Collected data
_ _ _ _ _

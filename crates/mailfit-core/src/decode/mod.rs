//! Image decoding pipeline for Mailfit.
//!
//! This module provides functionality for:
//! - Decoding JPEG and PNG images with EXIF orientation correction
//! - Clamping images into a bounding box before encoding
//! - Exact resizing with a choice of interpolation filters
//!
//! # Architecture
//!
//! The decoding pipeline is designed to be used from Web Workers via WASM
//! bindings. All operations are synchronous and single-threaded within WASM,
//! and each returns a fresh `SourceImage` rather than mutating shared state.
//!
//! # Examples
//!
//! ```ignore
//! use mailfit_core::decode::{decode_image, SourceImage};
//!
//! let bytes = std::fs::read("resume.jpg").unwrap();
//! let image = decode_image(&bytes).unwrap();
//! println!("Decoded {}x{} image", image.width, image.height);
//! ```

mod reader;
mod resize;
mod types;

pub use reader::{decode_image, decode_image_no_orientation, get_orientation, is_supported_image};
pub use resize::{clamp_to_box, fit_within, resize};
pub use types::{DecodeError, FilterType, Orientation, SourceImage};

_ _ _ _ _

◆ **WHAT THE EXERCISE ASKS**
Return from the data every line that holds "pipeline".

◆ **TASK SOLUTION**
//! Image decoding pipeline for Mailfit.
//! The decoding pipeline is designed to be used from Web Workers via WASM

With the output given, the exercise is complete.